» PROBLEM STATEMENT: Search each line of the data for the word "const"; copy every line where it is found.

» PROVIDED MATERIAL:
■ ■ ■ ■ ■

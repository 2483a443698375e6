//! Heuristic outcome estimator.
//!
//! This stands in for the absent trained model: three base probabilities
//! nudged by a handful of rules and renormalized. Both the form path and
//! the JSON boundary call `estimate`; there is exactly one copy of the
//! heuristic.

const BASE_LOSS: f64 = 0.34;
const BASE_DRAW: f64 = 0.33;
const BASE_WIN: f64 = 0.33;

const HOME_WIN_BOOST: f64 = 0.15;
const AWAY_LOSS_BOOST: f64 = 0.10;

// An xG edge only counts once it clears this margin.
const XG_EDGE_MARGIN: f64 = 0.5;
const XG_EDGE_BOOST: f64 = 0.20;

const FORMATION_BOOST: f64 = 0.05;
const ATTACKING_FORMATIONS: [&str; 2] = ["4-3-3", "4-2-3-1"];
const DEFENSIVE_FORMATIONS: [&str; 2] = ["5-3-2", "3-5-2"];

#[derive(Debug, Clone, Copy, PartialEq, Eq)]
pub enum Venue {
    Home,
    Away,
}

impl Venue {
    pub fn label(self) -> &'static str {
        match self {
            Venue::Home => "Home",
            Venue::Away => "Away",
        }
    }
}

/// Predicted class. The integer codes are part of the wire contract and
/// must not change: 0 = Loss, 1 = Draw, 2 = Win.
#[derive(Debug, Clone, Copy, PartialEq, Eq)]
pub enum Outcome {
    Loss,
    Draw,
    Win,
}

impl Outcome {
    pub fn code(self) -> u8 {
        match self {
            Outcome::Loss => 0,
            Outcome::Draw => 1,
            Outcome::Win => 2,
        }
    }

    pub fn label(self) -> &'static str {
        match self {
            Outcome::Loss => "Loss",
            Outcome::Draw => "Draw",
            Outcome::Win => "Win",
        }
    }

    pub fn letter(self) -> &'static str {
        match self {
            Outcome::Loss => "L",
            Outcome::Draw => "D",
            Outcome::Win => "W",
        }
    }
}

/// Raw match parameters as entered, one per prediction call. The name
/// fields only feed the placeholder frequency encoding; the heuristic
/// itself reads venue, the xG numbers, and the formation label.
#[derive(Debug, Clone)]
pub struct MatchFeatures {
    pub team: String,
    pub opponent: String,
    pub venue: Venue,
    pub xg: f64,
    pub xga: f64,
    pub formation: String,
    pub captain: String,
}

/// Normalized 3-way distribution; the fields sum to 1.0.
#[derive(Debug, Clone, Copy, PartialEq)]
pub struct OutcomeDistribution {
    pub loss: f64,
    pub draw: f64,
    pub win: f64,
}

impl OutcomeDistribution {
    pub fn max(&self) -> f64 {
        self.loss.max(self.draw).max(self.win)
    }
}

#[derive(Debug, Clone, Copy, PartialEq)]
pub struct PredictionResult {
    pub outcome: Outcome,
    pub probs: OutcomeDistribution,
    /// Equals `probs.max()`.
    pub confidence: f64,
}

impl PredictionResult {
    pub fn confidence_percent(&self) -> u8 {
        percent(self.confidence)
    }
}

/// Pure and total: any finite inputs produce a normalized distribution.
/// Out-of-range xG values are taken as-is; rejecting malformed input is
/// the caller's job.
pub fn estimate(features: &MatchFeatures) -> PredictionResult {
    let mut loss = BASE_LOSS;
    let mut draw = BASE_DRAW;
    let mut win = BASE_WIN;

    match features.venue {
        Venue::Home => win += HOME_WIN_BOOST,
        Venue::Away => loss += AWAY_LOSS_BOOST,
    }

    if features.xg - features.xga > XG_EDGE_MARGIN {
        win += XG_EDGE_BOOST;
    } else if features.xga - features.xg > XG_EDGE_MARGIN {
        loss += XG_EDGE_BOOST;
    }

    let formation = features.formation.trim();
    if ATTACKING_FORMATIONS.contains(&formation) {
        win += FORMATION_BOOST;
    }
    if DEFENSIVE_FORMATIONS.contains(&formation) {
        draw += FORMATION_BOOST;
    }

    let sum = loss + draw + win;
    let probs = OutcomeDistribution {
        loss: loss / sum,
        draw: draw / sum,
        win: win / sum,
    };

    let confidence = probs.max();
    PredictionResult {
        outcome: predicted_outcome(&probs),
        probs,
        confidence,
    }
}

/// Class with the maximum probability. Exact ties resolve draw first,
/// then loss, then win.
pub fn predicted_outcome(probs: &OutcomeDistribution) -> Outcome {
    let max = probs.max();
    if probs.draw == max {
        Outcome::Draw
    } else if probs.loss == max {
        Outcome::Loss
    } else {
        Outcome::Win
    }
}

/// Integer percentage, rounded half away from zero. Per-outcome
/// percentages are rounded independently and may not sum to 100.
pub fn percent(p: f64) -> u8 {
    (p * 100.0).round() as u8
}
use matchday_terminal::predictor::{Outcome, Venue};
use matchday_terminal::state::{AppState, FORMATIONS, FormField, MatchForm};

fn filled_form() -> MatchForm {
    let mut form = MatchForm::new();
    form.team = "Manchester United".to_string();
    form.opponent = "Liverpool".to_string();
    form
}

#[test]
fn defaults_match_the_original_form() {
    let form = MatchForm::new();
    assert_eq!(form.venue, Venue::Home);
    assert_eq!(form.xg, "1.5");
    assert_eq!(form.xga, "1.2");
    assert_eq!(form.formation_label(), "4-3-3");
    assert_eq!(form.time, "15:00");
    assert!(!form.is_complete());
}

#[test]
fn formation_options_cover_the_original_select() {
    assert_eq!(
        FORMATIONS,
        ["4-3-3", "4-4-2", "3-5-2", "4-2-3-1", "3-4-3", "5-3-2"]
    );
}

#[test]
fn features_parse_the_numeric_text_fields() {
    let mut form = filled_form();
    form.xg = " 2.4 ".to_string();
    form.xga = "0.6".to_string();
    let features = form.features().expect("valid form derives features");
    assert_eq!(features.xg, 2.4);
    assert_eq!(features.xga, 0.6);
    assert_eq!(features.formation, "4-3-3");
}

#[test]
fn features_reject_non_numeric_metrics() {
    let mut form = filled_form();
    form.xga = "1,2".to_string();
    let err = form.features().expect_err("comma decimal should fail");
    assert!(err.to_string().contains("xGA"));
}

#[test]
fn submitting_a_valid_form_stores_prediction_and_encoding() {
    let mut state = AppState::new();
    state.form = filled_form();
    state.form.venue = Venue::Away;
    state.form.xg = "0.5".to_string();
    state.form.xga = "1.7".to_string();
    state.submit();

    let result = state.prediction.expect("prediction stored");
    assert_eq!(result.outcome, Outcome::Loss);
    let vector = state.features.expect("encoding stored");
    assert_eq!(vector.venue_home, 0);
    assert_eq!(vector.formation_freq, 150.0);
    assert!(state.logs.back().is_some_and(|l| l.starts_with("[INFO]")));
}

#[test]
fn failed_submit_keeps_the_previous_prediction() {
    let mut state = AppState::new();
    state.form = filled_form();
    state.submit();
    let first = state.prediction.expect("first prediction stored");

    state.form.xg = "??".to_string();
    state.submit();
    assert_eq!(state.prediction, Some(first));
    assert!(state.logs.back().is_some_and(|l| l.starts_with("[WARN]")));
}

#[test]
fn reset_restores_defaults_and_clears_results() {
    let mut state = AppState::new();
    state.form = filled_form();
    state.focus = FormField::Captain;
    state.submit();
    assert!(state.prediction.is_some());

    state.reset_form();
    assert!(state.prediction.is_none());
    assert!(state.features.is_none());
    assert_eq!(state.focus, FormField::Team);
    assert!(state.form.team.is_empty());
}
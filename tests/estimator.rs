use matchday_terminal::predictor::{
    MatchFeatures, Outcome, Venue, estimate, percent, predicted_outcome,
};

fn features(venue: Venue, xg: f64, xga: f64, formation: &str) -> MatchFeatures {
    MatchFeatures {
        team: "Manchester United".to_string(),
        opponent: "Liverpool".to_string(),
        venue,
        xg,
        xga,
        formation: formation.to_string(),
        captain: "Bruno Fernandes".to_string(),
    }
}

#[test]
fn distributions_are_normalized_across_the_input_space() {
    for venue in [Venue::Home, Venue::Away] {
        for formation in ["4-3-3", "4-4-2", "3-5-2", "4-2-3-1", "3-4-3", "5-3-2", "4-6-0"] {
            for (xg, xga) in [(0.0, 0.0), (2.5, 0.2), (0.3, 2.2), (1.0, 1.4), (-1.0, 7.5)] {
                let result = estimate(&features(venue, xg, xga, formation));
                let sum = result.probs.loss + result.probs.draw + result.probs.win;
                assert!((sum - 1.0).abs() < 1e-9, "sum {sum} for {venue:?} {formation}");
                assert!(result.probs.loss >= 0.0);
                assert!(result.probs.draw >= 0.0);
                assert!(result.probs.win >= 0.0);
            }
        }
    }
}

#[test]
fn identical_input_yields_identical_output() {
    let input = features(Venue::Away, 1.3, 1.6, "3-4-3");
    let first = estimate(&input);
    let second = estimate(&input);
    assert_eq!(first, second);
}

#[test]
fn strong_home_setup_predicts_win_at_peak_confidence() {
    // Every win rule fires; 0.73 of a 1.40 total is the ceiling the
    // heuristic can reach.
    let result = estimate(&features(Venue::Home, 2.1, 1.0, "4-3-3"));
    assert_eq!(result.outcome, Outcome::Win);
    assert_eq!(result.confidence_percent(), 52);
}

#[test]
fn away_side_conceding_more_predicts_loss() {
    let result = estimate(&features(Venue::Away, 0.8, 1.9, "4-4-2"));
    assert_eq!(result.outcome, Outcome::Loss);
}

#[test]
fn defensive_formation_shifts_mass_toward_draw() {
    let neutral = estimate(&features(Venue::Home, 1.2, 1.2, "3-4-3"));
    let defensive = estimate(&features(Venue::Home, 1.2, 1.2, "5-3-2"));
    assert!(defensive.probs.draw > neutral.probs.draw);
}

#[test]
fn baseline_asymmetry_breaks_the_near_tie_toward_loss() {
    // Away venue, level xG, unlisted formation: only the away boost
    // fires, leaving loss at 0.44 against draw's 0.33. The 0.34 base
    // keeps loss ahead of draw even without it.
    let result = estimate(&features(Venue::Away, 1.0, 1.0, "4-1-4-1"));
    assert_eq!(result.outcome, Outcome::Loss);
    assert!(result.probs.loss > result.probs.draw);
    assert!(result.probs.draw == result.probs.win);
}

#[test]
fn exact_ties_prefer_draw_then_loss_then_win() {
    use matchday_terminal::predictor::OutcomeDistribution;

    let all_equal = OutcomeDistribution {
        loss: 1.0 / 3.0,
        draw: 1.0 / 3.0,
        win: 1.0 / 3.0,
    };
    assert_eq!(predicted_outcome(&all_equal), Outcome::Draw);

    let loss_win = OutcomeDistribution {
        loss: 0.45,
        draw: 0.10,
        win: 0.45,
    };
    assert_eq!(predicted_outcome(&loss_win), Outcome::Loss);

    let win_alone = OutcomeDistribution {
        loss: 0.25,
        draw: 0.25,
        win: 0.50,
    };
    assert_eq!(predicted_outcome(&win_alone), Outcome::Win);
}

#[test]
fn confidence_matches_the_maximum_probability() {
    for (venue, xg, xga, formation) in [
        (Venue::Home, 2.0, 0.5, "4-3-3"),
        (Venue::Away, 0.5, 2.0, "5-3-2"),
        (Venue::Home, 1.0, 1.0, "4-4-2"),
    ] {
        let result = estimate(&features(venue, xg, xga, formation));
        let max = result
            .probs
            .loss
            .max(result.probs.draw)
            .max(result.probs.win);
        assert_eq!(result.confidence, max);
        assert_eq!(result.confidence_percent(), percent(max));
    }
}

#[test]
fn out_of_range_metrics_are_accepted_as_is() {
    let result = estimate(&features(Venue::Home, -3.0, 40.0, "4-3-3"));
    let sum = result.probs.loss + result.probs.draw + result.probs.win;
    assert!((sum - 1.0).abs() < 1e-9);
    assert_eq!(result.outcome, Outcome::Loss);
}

■ ■ ■ ■ ■

» ANSWER TO THIS TASK:
const BASE_LOSS: f64 = 0.34;
const BASE_DRAW: f64 = 0.33;
const BASE_WIN: f64 = 0.33;
const HOME_WIN_BOOST: f64 = 0.15;
const AWAY_LOSS_BOOST: f64 = 0.10;
const XG_EDGE_MARGIN: f64 = 0.5;
const XG_EDGE_BOOST: f64 = 0.20;
const FORMATION_BOOST: f64 = 0.05;
const ATTACKING_FORMATIONS: [&str; 2] = ["4-3-3", "4-2-3-1"];
const DEFENSIVE_FORMATIONS: [&str; 2] = ["5-3-2", "3-5-2"];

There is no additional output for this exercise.